By Dr. Melvin J. Brown
Today’s release of the 2024 NAEP (National Assessment of Educational Progress, best known as the Nation’s Report Card) reveals what many of us feared: U.S. high school students—particularly seniors—have hit record lows.
- Reading scores are the lowest since testing began in 1992.
- Math scores are the lowest since 2005.
- Barely 35% of 12th graders are proficient in reading, and only 22–33% in math.
- Nearly half of seniors now score below the “basic” level—a threshold designed to represent foundational skills.
These numbers aren’t just about pandemic-related learning loss. COVID may have accelerated the decline, but the slide began decades ago. Today’s results are the predictable consequences of a system built not around deeper learning, but around measurement, categorization, and competition.
Where Did We Go Wrong? The Roots of the Testing Machine
The genesis of the concern can be found in the late-1980s through early-2000s, when we embraced a standardized-testing culture fueled by political agendas, industry lobbying, and big-box educational “solutions.” The crescendo came with the No Child Left Behind Act (NCLB) in 2001, which fundamentally reshaped public education around accountability metrics.
1. Teaching to the Test Became the Curriculum
Instead of expanding knowledge, classrooms contracted. Students received less science, social studies, art, music, and recess—all in service to test preparation. Creativity and curiosity were casualties of a system obsessed with multiple-choice proficiency. Critical thinking and the benefits of learning from failure fell by the wayside in favor of shallow analysis and superficial reasoning coupled with pressure to demonstrate understanding on a test and being correct the very first time.
2. Schools Were Sorted, Ranked, and Shamed
Politicians and policymakers designed accountability systems that didn’t just measure student learning—they sorted, labeled, and categorized entire schools and districts into neat boxes: “failing,” “needs improvement,” “excellent.”
This framing devastated communities:
- It stigmatized students in underresourced schools as somehow “less capable.”
- It weaponized test scores to justify school closures and privatization, especially in low-income and majority-Black districts.
- It diverted energy and resources away from addressing inequities—poverty, trauma, funding gaps—toward chasing labels created by people far removed from classrooms.
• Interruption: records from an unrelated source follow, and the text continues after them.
//! Batch settlement results.
//!
//! A [`BatchSettlementResult`] is the client-side expansion of one bulk
//! consignment response. It is ephemeral: built, reported, discarded.

use std::collections::BTreeMap;

use serde::{Deserialize, Serialize};

use crate::{BatchSubmitResponse, HoldingId};

/// Outcome of one holding inside a batch.
#[derive(Debug, Clone, PartialEq, Eq, Serialize, Deserialize)]
pub struct ItemResult {
    pub holding_id: HoldingId,
    pub success: bool,
    pub message: String,
}

/// Aggregate and per-item accounting of a batch submission.
#[derive(Debug, Clone, PartialEq, Eq, Serialize, Deserialize)]
pub struct BatchSettlementResult {
    pub total_count: u32,
    pub success_count: u32,
    pub failure_count: u32,
    /// Per-item lines, when the backend reported them.
    pub items: Vec<ItemResult>,
    /// Failure reason → count, when per-item lines are unavailable.
    pub failure_reasons: BTreeMap<String, u32>,
    /// Server-supplied advisory.
    pub note: Option<String>,
}

impl BatchSettlementResult {
    /// Expand a backend response. Counts are taken as reported, never corrected.
    #[must_use]
    pub fn from_response(response: BatchSubmitResponse) -> Self {
        let items = response
            .per_item_results
            .unwrap_or_default()
            .into_iter()
            .map(|item| ItemResult {
                holding_id: item.holding_id,
                success: item.success,
                message: item
                    .message
                    .filter(|m| !m.trim().is_empty())
                    .unwrap_or_else(|| {
                        if item.success {
                            "consigned".to_string()
                        } else {
                            "failed".to_string()
                        }
                    }),
            })
            .collect();

        Self {
            total_count: response.total_count,
            success_count: response.success_count,
            failure_count: response.failure_count,
            items,
            failure_reasons: response.failure_reason_histogram.unwrap_or_default(),
            note: response.note.filter(|n| !n.trim().is_empty()),
        }
    }

    /// Whether `success + failure == total`.
    #[must_use]
    pub fn is_consistent(&self) -> bool {
        u64::from(self.success_count) + u64::from(self.failure_count)
            == u64::from(self.total_count)
    }

    #[must_use]
    pub fn has_failures(&self) -> bool {
        self.failure_count > 0
    }

    /// Per-item lines for failed holdings only.
    pub fn failed_items(&self) -> impl Iterator<Item = &ItemResult> {
        self.items.iter().filter(|item| !item.success)
    }

    /// Multi-line failure report.
    ///
    /// Per-item `id: message` lines are preferred; otherwise the reason
    /// histogram as `reason: count`. The advisory note, if any, comes last.
    #[must_use]
    pub fn failure_report(&self) -> String {
        let mut lines: Vec<String> = self
            .failed_items()
            .map(|item| format!("{}: {}", item.holding_id, item.message))
            .collect();

        if lines.is_empty() {
            lines.extend(
                self.failure_reasons
                    .iter()
                    .map(|(reason, count)| format!("{reason}: {count}")),
            );
        }

        if let Some(note) = &self.note {
            lines.push(note.clone());
        }

        lines.join("\n")
    }
}

#[cfg(test)]
mod tests {
    use super::*;
    use crate::PerItemResult;

    fn item(id: &str, success: bool, message: Option<&str>) -> PerItemResult {
        PerItemResult {
            holding_id: HoldingId::new(id),
            success,
            message: message.map(str::to_string),
        }
    }

    #[test]
    fn report_prefers_per_item_lines() {
        let result = BatchSettlementResult::from_response(BatchSubmitResponse {
            total_count: 3,
            success_count: 1,
            failure_count: 2,
            per_item_results: Some(vec![
                item("a", true, None),
                item("b", false, Some("locked")),
                item("c", false, None),
            ]),
            failure_reason_histogram: Some(BTreeMap::from([("locked".to_string(), 1)])),
            note: Some("try later".into()),
        });
        assert!(result.is_consistent());
        assert_eq!(result.failure_report(), "b: locked\nc: failed\ntry later");
    }

    #[test]
    fn report_falls_back_to_histogram() {
        let result = BatchSettlementResult::from_response(BatchSubmitResponse {
            total_count: 4,
            success_count: 1,
            failure_count: 3,
            per_item_results: None,
            failure_reason_histogram: Some(BTreeMap::from([
                ("locked".to_string(), 2),
                ("no voucher".to_string(), 1),
            ])),
            note: None,
        });
        assert_eq!(result.failure_report(), "locked: 2\nno voucher: 1");
    }

    #[test]
    fn inconsistent_counts_are_kept_as_reported() {
        let result = BatchSettlementResult::from_response(BatchSubmitResponse {
            total_count: 5,
            success_count: 4,
            failure_count: 4,
            ..BatchSubmitResponse::default()
        });
        assert!(!result.is_consistent());
        assert_eq!(result.success_count, 4);
        assert_eq!(result.failure_report(), "");
    }

    #[test]
    fn blank_note_dropped() {
        let result = BatchSettlementResult::from_response(BatchSubmitResponse {
            note: Some("  ".into()),
            ..BatchSubmitResponse::default()
        });
        assert!(result.note.is_none());
    }
}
When schools are reduced to numbers, our children are reduced with them.
3. Accountability Metrics Over Learner Realities
NCLB promised that every child would reach proficiency by 2014. But instead of addressing systemic inequities, policymakers doubled down on punitive measures for schools that “failed” to grow quickly enough. Many schools redirected time, funding, and talent away from enrichment and intervention into test prep drills, sacrificing real learning on the altar of compliance.
4. Industry Profits Over Student Needs
Testing firms, textbook publishers, and consulting giants flourished under this system. Standardized assessments became an industry, producing millions in profits while stripping schools of local autonomy. Politicians touted “data-driven decision-making,” but students—especially the most vulnerable—were left further behind.
What Today’s NAEP Scores Really Show
The new NAEP data reveal a widening chasm: while the highest-performing students have largely held steady, the lowest-performing students—often in schools hit hardest by inequity—are plummeting. This isn’t just a pandemic hangover. It’s the legacy of policies that prioritized categorization over capacity-building. One must be very suspicious as to the intended purpose.
Students didn’t fail these tests; the system failed these students.
The Path Forward: Reclaim Learning From the Testing Machine
We can’t test our way to excellence. If we truly want to reverse this trend, we must dismantle the structures that put numbers over children:
- End the Testing Industrial Complex: Replace relentless standardized testing with teacher-led, formative, and meaningful assessments that actually inform instruction.
- Stop Ranking and Sorting Schools: Accountability should drive support, not stigma. We need systems that lift schools up, not label them for political gain.
- Reinvest in Equity: Direct funds away from testing mandates and into literacy initiatives, arts programs, mental health supports, tutoring, and early intervention.
- Redefine Success: Move beyond bubble sheets. Encourage deeper learning, critical thinking, project-based inquiry, and real-world problem solving.
- Use NAEP as a Mirror, Not a Mallet: Let national data guide systemic supports—not shame, close, or punish the schools serving students who need the most.
In Closing
Today’s NAEP results are a sobering reminder that we’re living with the long-term consequences of political choices. The obsession with sorting, ranking, and labeling schools—and, by extension, children—has stripped joy, humanity, and creativity from classrooms.
If we want students who are literate, curious, resilient, and prepared to lead, we need to rebuild a system that values learning over labeling. That means confronting the testing industrial complex head-on, prioritizing equity, and restoring public education to its true purpose: to nurture potential, not reduce it to a percentile.
It’s time to stop categorizing schools as winners and losers—and start investing in every child’s capacity to thrive.